Hedyotis diffusa Willd (HDW) is one of the most well-known herbs used in the treatment of prostate cancer. However, the potential mechanisms of its anti-tumor effects have not been fully explored. Here, we applied a network pharmacology approach to explore the potential mechanisms of HDW against prostate cancer (PCa). We obtained 14 active compounds from HDW and 295 potential PCa related targets in total to construct a network, which indicated that quercetin and ursolic acid served as the main ingredients in HDW. Mitogen-activated Protein Kinase 8 (MAPK8), Interleukin 6 (IL6), Vascular Endothelial Growth Factor A (VEGFA), Signal Transducer and Activator of Transcription 3 (STAT3), Jun Proto-Oncogene (JUN), C-X-C Motif Chemokine Ligand 8 (CXCL8), Interleukin-1 Beta (IL1B), Matrix Metalloproteinase-9 (MMP9), C-C Motif Chemokine Ligand 2 (CCL2), RELA Proto-Oncogene (RELA), and CAMP Responsive Element Binding Protein 1 (CREB1) were identified as key targets of HDW in the treatment of PCa. The protein–protein interaction (PPI) cluster demonstrated that CREB1 was the seed in this cluster, indicating that CREB1 plays an important role in connecting other nodes in the PPI network.
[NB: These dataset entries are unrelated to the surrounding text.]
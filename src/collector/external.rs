//! Pluggable collectors, looked up by name.
//!
//! A request names a registered collector and passes it JSON parameters. Each
//! registry entry carries the function merging the outputs of several shards,
//! so federated searches combine them without knowing what they compute.

use std::sync::Arc;

use serde_json::{Value, json};

use crate::collector::Collector;
use crate::document::indexable::DocValue;
use crate::error::{PikeError, Result};
use crate::index::segment::SegmentReader;
use crate::query::definition::CollectorRequest;
use crate::schema::{FieldMap, ValueKind};

/// A collector producing a JSON output.
pub trait ExternalCollector: Collector {
    fn output(&self) -> Value;

    fn as_collector(&mut self) -> &mut dyn Collector;
}

type ExternalFactory = fn(&Value, &FieldMap) -> Result<Box<dyn ExternalCollector>>;
type OutputMerge = fn(&[Value]) -> Value;

/// Registered collectors: name, factory, shard output merge.
pub const EXTERNAL_COLLECTORS: &[(&str, ExternalFactory, OutputMerge)] = &[
    ("count", count, sum_outputs),
    ("max_score", max_score, max_outputs),
    ("sum_long", sum_long, sum_outputs),
];

fn lookup(name: &str) -> Result<&'static (&'static str, ExternalFactory, OutputMerge)> {
    EXTERNAL_COLLECTORS
        .iter()
        .find(|(n, _, _)| *n == name)
        .ok_or_else(|| PikeError::query(format!("Unknown collector: {name}")))
}

/// Instantiate the collector a request names.
pub fn create(request: &CollectorRequest, field_map: &FieldMap) -> Result<Box<dyn ExternalCollector>> {
    let (_, factory, _) = lookup(&request.collector)?;
    factory(&request.params, field_map)
}

/// Combine per-shard outputs of the named collector.
pub fn merge_outputs(name: &str, outputs: &[Value]) -> Result<Value> {
    let (_, _, merge) = lookup(name)?;
    Ok(merge(outputs))
}

fn sum_outputs(outputs: &[Value]) -> Value {
    if outputs.iter().all(|v| v.is_u64() || v.is_null()) {
        json!(outputs.iter().filter_map(Value::as_u64).sum::<u64>())
    } else {
        json!(outputs.iter().filter_map(Value::as_i64).sum::<i64>())
    }
}

fn max_outputs(outputs: &[Value]) -> Value {
    outputs
        .iter()
        .filter_map(Value::as_f64)
        .reduce(f64::max)
        .map_or(Value::Null, |v| json!(v))
}

fn count(_params: &Value, _field_map: &FieldMap) -> Result<Box<dyn ExternalCollector>> {
    Ok(Box::new(CountCollector::default()))
}

fn max_score(_params: &Value, _field_map: &FieldMap) -> Result<Box<dyn ExternalCollector>> {
    Ok(Box::new(MaxScoreCollector::default()))
}

fn sum_long(params: &Value, field_map: &FieldMap) -> Result<Box<dyn ExternalCollector>> {
    let field = params
        .get("field")
        .and_then(Value::as_str)
        .ok_or_else(|| PikeError::query("The sum_long collector needs a \"field\" parameter"))?;
    let instance = field_map.require(field)?;
    if instance.doc_value_kind() != Some(ValueKind::Long) {
        return Err(PikeError::query(format!(
            "The field {field} has no long column"
        )));
    }
    Ok(Box::new(SumLongCollector {
        field: field.to_string(),
        sum: 0,
        segment: None,
    }))
}

/// Number of matches.
#[derive(Debug, Default)]
pub struct CountCollector {
    count: u64,
}

impl Collector for CountCollector {
    fn set_segment(&mut self, _segment: &Arc<SegmentReader>, _doc_base: u64) -> Result<()> {
        Ok(())
    }

    fn collect(&mut self, _doc: u32, _score: f32) -> Result<()> {
        self.count += 1;
        Ok(())
    }
}

impl ExternalCollector for CountCollector {
    fn output(&self) -> Value {
        json!(self.count)
    }

    fn as_collector(&mut self) -> &mut dyn Collector {
        self
    }
}

/// Highest score among the matches.
#[derive(Debug, Default)]
pub struct MaxScoreCollector {
    max: Option<f32>,
}

impl Collector for MaxScoreCollector {
    fn set_segment(&mut self, _segment: &Arc<SegmentReader>, _doc_base: u64) -> Result<()> {
        Ok(())
    }

    fn collect(&mut self, _doc: u32, score: f32) -> Result<()> {
        self.max = Some(self.max.map_or(score, |max| max.max(score)));
        Ok(())
    }

    fn needs_scores(&self) -> bool {
        true
    }
}

impl ExternalCollector for MaxScoreCollector {
    fn output(&self) -> Value {
        self.max.map_or(Value::Null, |max| json!(max))
    }

    fn as_collector(&mut self) -> &mut dyn Collector {
        self
    }
}

/// Sum of a long column over the matches.
#[derive(Debug)]
pub struct SumLongCollector {
    field: String,
    sum: i64,
    segment: Option<Arc<SegmentReader>>,
}

impl Collector for SumLongCollector {
    fn set_segment(&mut self, segment: &Arc<SegmentReader>, _doc_base: u64) -> Result<()> {
        self.segment = Some(Arc::clone(segment));
        Ok(())
    }

    fn collect(&mut self, doc: u32, _score: f32) -> Result<()> {
        if let Some(DocValue::Long(v)) = self.segment.as_ref().and_then(|s| s.doc_value(&self.field, doc)) {
            self.sum = self.sum.wrapping_add(*v);
        }
        Ok(())
    }
}

impl ExternalCollector for SumLongCollector {
    fn output(&self) -> Value {
        json!(self.sum)
    }

    fn as_collector(&mut self) -> &mut dyn Collector {
        self
    }
}

#[cfg(test)]
mod tests {
    use super::*;
    use crate::analysis::catalog::AnalyzerCatalog;
    use crate::schema::{FieldDeclaration, FieldTemplate};

    fn field_map() -> FieldMap {
        FieldMap::compile(
            vec![
                FieldDeclaration::new("qty", FieldTemplate::LongValue),
                FieldDeclaration::new("title", FieldTemplate::Text),
            ],
            AnalyzerCatalog::new(),
        )
        .unwrap()
    }

    #[test]
    fn test_create_by_name() {
        let map = field_map();
        assert!(create(&CollectorRequest::new("count"), &map).is_ok());
        assert!(create(&CollectorRequest::new("max_score"), &map).unwrap().needs_scores());
        assert!(matches!(
            create(&CollectorRequest::new("histogram"), &map),
            Err(PikeError::Query(_))
        ));
    }

    #[test]
    fn test_sum_long_validates_field() {
        let map = field_map();
        let ok = CollectorRequest::new("sum_long").with_params(json!({"field": "qty"}));
        assert!(create(&ok, &map).is_ok());

        let text = CollectorRequest::new("sum_long").with_params(json!({"field": "title"}));
        assert!(create(&text, &map).is_err());
        assert!(create(&CollectorRequest::new("sum_long"), &map).is_err());
    }

    #[test]
    fn test_merge_outputs() {
        assert_eq!(merge_outputs("count", &[json!(2), json!(5)]).unwrap(), json!(7));
        assert_eq!(merge_outputs("sum_long", &[json!(-2), json!(5)]).unwrap(), json!(3));
        assert_eq!(
            merge_outputs("max_score", &[Value::Null, json!(1.5), json!(0.5)]).unwrap(),
            json!(1.5)
        );
        assert_eq!(merge_outputs("max_score", &[Value::Null]).unwrap(), Value::Null);
    }
}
This enrichment demonstrated that HDW was highly related to translesion synthesis, unfolded protein binding, regulation of mitotic recombination, phosphatidylinositol and its kinase-mediated signaling, nucleotide excision repair, regulation of DNA recombination, and DNA topological change. The enrichment results also showed that the underlying mechanism of HDW against PCa may be due to its coordinated regulation of several cancer-related pathways, such as angiogenesis, cell differentiation, migration, apoptosis, invasion, and proliferation.